=== Work to complete ===
Starting at the line containing "pub fn containing(date: NaiveDate)" and ending at the line containing "let month: u32", print every line of the material below exactly, both ends included, and stop there.

=== Data shown ===
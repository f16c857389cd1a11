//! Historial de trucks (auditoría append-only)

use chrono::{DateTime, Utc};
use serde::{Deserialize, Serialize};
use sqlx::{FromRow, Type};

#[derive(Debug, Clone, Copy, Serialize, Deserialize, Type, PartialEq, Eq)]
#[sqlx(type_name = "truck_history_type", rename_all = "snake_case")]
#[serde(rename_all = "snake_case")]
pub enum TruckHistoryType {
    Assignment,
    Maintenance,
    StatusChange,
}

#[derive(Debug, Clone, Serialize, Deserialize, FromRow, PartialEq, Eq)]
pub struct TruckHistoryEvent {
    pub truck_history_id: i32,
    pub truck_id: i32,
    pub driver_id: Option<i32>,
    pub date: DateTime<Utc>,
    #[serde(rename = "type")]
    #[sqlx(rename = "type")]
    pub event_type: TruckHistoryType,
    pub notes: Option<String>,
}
---
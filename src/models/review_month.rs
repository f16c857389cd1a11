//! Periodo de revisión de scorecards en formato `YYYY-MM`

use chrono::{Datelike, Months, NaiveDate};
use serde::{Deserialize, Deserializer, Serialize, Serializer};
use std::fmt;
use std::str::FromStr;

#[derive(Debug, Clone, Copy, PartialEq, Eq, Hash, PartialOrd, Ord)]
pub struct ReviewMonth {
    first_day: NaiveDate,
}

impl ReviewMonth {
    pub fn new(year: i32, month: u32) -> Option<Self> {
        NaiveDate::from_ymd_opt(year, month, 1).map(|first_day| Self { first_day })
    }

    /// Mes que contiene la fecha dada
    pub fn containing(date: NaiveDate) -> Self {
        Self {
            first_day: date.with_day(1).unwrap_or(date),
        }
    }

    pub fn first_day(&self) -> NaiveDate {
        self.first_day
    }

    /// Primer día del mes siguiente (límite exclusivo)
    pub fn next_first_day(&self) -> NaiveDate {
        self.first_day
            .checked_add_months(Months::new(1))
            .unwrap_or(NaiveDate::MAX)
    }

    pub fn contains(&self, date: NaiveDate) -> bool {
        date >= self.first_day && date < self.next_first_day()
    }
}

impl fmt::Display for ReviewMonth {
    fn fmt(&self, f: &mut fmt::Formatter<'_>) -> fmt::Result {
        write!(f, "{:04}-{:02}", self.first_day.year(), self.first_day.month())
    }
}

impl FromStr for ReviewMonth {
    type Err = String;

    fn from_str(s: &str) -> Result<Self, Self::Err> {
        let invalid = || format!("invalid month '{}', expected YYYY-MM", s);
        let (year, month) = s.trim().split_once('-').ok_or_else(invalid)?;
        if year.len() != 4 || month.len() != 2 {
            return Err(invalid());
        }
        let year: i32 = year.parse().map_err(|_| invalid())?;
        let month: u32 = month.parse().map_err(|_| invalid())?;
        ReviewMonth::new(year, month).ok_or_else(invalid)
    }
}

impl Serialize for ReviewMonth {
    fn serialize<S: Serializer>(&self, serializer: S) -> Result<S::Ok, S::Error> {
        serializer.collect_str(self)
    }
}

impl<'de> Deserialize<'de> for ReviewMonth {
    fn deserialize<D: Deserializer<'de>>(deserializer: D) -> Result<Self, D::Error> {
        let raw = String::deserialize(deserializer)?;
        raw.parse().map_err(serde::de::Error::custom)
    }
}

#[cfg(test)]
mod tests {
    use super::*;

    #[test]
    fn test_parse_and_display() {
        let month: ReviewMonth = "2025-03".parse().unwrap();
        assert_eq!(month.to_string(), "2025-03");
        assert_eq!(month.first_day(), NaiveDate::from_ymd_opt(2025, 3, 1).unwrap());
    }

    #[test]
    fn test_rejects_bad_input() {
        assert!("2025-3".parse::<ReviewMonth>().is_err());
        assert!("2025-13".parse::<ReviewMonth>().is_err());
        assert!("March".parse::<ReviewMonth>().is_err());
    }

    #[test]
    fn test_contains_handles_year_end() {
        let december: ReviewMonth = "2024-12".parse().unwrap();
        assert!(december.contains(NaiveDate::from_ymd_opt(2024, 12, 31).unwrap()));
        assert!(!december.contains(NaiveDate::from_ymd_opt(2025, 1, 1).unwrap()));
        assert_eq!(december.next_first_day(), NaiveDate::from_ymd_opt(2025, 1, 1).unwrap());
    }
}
==
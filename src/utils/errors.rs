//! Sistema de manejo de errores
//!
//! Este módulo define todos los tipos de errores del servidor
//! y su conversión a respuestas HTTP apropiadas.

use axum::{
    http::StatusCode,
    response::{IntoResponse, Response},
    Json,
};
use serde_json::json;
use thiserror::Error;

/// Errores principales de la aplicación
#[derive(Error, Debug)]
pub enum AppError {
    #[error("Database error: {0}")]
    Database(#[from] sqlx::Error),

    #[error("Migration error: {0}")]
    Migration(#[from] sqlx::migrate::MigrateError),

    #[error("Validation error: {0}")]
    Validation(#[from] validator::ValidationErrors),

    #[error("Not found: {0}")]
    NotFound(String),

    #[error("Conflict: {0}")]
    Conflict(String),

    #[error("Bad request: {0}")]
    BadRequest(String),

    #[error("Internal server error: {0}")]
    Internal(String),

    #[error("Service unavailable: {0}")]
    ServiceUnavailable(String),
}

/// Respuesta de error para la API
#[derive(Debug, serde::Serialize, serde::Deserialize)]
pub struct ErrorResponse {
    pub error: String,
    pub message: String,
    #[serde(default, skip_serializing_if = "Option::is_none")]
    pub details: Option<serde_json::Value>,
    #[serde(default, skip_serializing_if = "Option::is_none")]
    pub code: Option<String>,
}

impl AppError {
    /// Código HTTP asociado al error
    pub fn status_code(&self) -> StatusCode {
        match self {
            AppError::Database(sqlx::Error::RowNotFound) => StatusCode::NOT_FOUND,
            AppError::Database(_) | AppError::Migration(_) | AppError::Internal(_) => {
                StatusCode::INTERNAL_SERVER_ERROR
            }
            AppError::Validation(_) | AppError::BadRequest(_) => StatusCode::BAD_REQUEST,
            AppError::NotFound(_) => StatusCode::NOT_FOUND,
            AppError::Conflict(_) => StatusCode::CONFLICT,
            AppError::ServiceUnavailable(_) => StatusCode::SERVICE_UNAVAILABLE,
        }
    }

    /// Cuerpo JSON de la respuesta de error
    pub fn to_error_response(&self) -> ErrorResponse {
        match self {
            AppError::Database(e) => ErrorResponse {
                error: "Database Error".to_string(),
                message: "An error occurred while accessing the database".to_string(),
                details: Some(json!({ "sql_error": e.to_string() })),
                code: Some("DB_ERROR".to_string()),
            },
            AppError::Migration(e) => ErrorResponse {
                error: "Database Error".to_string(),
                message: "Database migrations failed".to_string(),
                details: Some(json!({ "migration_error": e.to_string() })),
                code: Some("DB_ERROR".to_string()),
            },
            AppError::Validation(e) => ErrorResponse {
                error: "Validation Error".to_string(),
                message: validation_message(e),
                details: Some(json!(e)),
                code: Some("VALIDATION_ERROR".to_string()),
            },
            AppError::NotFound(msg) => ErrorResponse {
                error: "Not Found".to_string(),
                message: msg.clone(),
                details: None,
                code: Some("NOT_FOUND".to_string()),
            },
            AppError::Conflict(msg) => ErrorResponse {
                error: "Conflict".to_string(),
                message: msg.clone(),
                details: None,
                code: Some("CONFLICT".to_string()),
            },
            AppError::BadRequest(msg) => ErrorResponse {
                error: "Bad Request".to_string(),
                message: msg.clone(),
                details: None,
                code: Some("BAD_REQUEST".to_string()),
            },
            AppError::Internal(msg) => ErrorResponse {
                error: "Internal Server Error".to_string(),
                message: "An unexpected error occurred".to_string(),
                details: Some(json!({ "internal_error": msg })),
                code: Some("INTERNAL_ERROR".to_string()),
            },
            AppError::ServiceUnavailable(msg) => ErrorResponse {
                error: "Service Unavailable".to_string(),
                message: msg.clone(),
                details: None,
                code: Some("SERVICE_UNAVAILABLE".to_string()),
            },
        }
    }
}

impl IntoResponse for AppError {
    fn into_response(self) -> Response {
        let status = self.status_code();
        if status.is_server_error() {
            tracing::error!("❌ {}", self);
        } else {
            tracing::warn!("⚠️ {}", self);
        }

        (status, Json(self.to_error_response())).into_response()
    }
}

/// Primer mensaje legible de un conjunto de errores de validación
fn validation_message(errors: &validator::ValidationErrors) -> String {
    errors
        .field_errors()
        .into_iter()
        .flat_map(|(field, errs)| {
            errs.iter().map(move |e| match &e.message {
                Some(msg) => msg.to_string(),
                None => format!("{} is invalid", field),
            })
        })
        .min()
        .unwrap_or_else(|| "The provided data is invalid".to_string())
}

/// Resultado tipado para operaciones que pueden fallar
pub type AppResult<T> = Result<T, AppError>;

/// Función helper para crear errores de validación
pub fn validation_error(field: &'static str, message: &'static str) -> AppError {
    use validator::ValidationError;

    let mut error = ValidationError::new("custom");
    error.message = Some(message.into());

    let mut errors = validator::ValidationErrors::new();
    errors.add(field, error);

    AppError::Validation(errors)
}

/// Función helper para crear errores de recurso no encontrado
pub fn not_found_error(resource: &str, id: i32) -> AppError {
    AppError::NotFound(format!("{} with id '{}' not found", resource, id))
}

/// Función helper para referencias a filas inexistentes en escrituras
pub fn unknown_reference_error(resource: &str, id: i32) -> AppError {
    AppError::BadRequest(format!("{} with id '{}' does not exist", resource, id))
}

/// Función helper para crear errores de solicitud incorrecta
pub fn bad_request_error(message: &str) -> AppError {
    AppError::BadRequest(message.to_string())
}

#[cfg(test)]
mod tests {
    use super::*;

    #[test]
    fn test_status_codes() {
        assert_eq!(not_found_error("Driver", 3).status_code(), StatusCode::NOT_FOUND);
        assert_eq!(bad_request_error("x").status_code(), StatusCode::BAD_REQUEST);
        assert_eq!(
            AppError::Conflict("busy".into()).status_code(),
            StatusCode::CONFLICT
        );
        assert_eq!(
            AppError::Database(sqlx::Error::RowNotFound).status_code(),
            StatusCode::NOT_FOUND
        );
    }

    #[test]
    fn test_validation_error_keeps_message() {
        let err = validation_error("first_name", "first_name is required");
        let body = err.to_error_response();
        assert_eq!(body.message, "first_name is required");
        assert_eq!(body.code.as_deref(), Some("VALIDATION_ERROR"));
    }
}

=== Solution to this task ===
    pub fn containing(date: NaiveDate) -> Self {
        Self {
            first_day: date.with_day(1).unwrap_or(date),
        }
    }

    pub fn first_day(&self) -> NaiveDate {
        self.first_day
    }

    /// Primer día del mes siguiente (límite exclusivo)
    pub fn next_first_day(&self) -> NaiveDate {
        self.first_day
            .checked_add_months(Months::new(1))
            .unwrap_or(NaiveDate::MAX)
    }

    pub fn contains(&self, date: NaiveDate) -> bool {
        date >= self.first_day && date < self.next_first_day()
    }
}

impl fmt::Display for ReviewMonth {
    fn fmt(&self, f: &mut fmt::Formatter<'_>) -> fmt::Result {
        write!(f, "{:04}-{:02}", self.first_day.year(), self.first_day.month())
    }
}

impl FromStr for ReviewMonth {
    type Err = String;

    fn from_str(s: &str) -> Result<Self, Self::Err> {
        let invalid = || format!("invalid month '{}', expected YYYY-MM", s);
        let (year, month) = s.trim().split_once('-').ok_or_else(invalid)?;
        if year.len() != 4 || month.len() != 2 {
            return Err(invalid());
        }
        let year: i32 = year.parse().map_err(|_| invalid())?;
        let month: u32 = month.parse().map_err(|_| invalid())?;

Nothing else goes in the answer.